GRAYSON #12 — Remember those old clip shows that sitcoms used to do in the eighties? The cast would sit around in a framing sequence and reminisce about times gone by and then we would see all those old clips. All this was so that the actors and crew weren’t responsible for creating that much new content while the fans got their hit for the week. This issue does a really cool version of that though with much more meat on the bone. As Dick travels around Gotham checking in with the various members of his family who have spent the past year thinking that he’s dead, each scene opens with a splash of whomever’s going to be featured in the scene, but then he/she/they are completely flanked by like three dozen word balloons containing dialogue that comes from as recently as last year or goes all the way back seventy-five years to the original Sensational Character Find of 1940! Letting all of that old dialogue wash over you is an incredible experience (even if you can’t place every single line) and provides a very engaging facsimile of what Dick might be experiencing when confronted with the sight of these people he loves and hasn’t seen in a year. It’s a really powerful trick. And like ten times more work than the clip show. But this issue acts like it’s nothing but character-based with the former Boy Wonder jaunting from meeting to meeting until, as ever, Seeley & King have something up their sleeves and the whole turns out to be greater than the sum of its parts.
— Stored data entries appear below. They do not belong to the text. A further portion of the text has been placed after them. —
//! Error types for flow coordination

use thiserror::Error;

use crate::config::ConfigError;
use crate::oauth2::OAuth2Error;
use crate::provider::ProviderError;
use crate::userdb::UserError;
use crate::utils::UtilError;

/// Errors that can occur while running a sign-in, sign-up or sign-out flow
#[derive(Error, Debug)]
pub enum CoordinationError {
    /// Error from the PKCE flow and the token exchange
    #[error("OAuth2 error: {0}")]
    OAuth2Error(OAuth2Error),

    /// Error from the identity provider profile lookup
    #[error("Provider error: {0}")]
    ProviderError(ProviderError),

    /// Error from the upstream identity and user store
    #[error("User error: {0}")]
    UserError(UserError),

    /// Error from utils operations
    #[error("Utils error: {0}")]
    UtilsError(UtilError),

    #[error("Config error: {0}")]
    ConfigError(ConfigError),
}

impl CoordinationError {
    /// Log the error and return self
    pub fn log(self) -> Self {
        match &self {
            Self::OAuth2Error(err) => tracing::error!("OAuth2 error: {}", err),
            Self::ProviderError(err) => tracing::error!("Provider error: {}", err),
            Self::UserError(err) => tracing::error!("User error: {}", err),
            Self::UtilsError(err) => tracing::error!("Utils error: {}", err),
            Self::ConfigError(err) => tracing::error!("Config error: {}", err),
        }
        self
    }

    /// An outbound call ran out of time. Retrying the whole flow may succeed.
    pub fn is_retryable(&self) -> bool {
        matches!(
            self,
            Self::OAuth2Error(OAuth2Error::Timeout(_))
                | Self::ProviderError(ProviderError::Timeout { .. })
                | Self::UserError(UserError::Timeout(_))
        )
    }

    /// Text that is safe to show the browser. Upstream bodies never appear here.
    pub fn public_message(&self) -> String {
        if self.is_retryable() {
            return "An upstream service timed out, please try again".to_string();
        }
        match self {
            Self::OAuth2Error(OAuth2Error::Provider(message)) => message.clone(),
            Self::OAuth2Error(OAuth2Error::MissingCode) => {
                "OAuth callback is missing 'code'".to_string()
            }
            Self::OAuth2Error(OAuth2Error::VerifierNotFound) => {
                "Could not find 'verifier' in the cookie store. Please restart sign-in".to_string()
            }
            Self::OAuth2Error(OAuth2Error::Utils(_)) | Self::UtilsError(_) | Self::ConfigError(_) => {
                "Internal server error".to_string()
            }
            Self::OAuth2Error(_) => "Failed to exchange the authorization code".to_string(),
            Self::ProviderError(ProviderError::UnsupportedIssuer(_)) => {
                "This identity provider is not supported".to_string()
            }
            Self::ProviderError(_) => "Failed to fetch the user profile".to_string(),
            Self::UserError(_) => "Failed to link the identity to a user".to_string(),
        }
    }
}

// Custom From implementations that automatically log errors

impl From<OAuth2Error> for CoordinationError {
    fn from(err: OAuth2Error) -> Self {
        let error = Self::OAuth2Error(err);
        tracing::error!("{}", error);
        error
    }
}

impl From<ProviderError> for CoordinationError {
    fn from(err: ProviderError) -> Self {
        let error = Self::ProviderError(err);
        tracing::error!("{}", error);
        error
    }
}

impl From<UserError> for CoordinationError {
    fn from(err: UserError) -> Self {
        let error = Self::UserError(err);
        tracing::error!("{}", error);
        error
    }
}

impl From<UtilError> for CoordinationError {
    fn from(err: UtilError) -> Self {
        let error = Self::UtilsError(err);
        tracing::error!("{}", error);
        error
    }
}

impl From<ConfigError> for CoordinationError {
    fn from(err: ConfigError) -> Self {
        let error = Self::ConfigError(err);
        tracing::error!("{}", error);
        error
    }
}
That first Cluemaster’s Code bit got by me, even with Jason’s in-dialogue reference, but I thought I was so clever the second time, emboldened first words of each sentence notwithstanding. And the opening scene with Bruce almost broke me down. Such sparse work, but his description of feeling joy in the middle of night instead of all the usual things that he doesn’t even miss . . . it was almost too much to take. Powerful writing. And of course Janin/Cox continue to turn in A-list work, every single page of which is a treasure to behold. I particularly enjoyed seeing their take on Barbara’s new costume design, which somehow managed to cop Tarr’s body language and general presence while simultaneously yanking her out of that, I you will permit me, manga milieu and into this more hyper-photorealistic situation. They cannot be praised highly enough.
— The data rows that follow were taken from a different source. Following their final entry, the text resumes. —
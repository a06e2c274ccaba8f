use uuid::Uuid;

use crate::provider::Issuer;

use super::errors::UserError;
use super::storage::UpstreamStore;
use super::types::{LinkOutcome, NewUser};

/// Look up which provider authenticated the identity.
#[tracing::instrument(skip(store, auth_token))]
pub(crate) async fn resolve_issuer(
    store: &dyn UpstreamStore,
    auth_token: &str,
    identity_id: Uuid,
) -> Result<Issuer, UserError> {
    let issuer = store
        .identity_issuer(auth_token, identity_id)
        .await?
        .ok_or(UserError::IdentityNotFound(identity_id))?;

    tracing::debug!(issuer = %issuer, "Resolved identity issuer");
    Ok(Issuer::from_url(&issuer))
}

#[tracing::instrument(skip(store, auth_token))]
pub(crate) async fn find_linked_user(
    store: &dyn UpstreamStore,
    auth_token: &str,
    identity_id: Uuid,
) -> Result<Option<Uuid>, UserError> {
    let user_id = store.user_for_identity(auth_token, identity_id).await?;
    tracing::debug!(found = user_id.is_some(), "Linked user lookup completed");
    Ok(user_id)
}

#[tracing::instrument(skip(store, auth_token, user), fields(identity_id = %user.identity_id))]
pub(crate) async fn create_user(
    store: &dyn UpstreamStore,
    auth_token: &str,
    user: &NewUser,
) -> Result<LinkOutcome, UserError> {
    let outcome = store.insert_user(auth_token, user).await?;
    match outcome {
        LinkOutcome::Created { user_id } => {
            tracing::info!(user_id = %user_id, "Created user for identity");
        }
        LinkOutcome::AlreadyLinked { user_id } => {
            tracing::info!(user_id = %user_id, "Identity was already linked, no user created");
        }
    }
    Ok(outcome)
}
THE MANHATTAN PROJECTS: THE SUN BEYOND THE STARS #3 — I didn’t think we could do it without Jordie Bellaire, but Alex Garland’s colors are really making Nick Pitarra’s lines sing. Not that they need any help; Pitarra continues to refine his style, noticeably tightening up and zooming in on fine linework it seems like every month. The bird’s-eye view shot of Yuri over UNa probably takes the cake. This guy is having fun drawing every single one of these pages, and it shows.

NAMELESS #5 — Gah! I wasn’t really prepared for the whole horrifying secret origin, but nobody asked me. No pun intended. Burnham’s intricate rendering combined with Fairbairn’s colors makes a charming though horrifying with the previous issue. The amount of effort that went into producing this depiction of maybe the most graphically depicted ill-fated séance in all of fiction is truly staggering. I mean, I’m looking back through, scanning for finer points to analyze, specific examples to discuss, and it’s all just scary as shit. Stephen King just crapped his pants. I’m closing the book now. Great job, everyone. You certainly achieved your purpose. We’ll see you next month for more absolute horror.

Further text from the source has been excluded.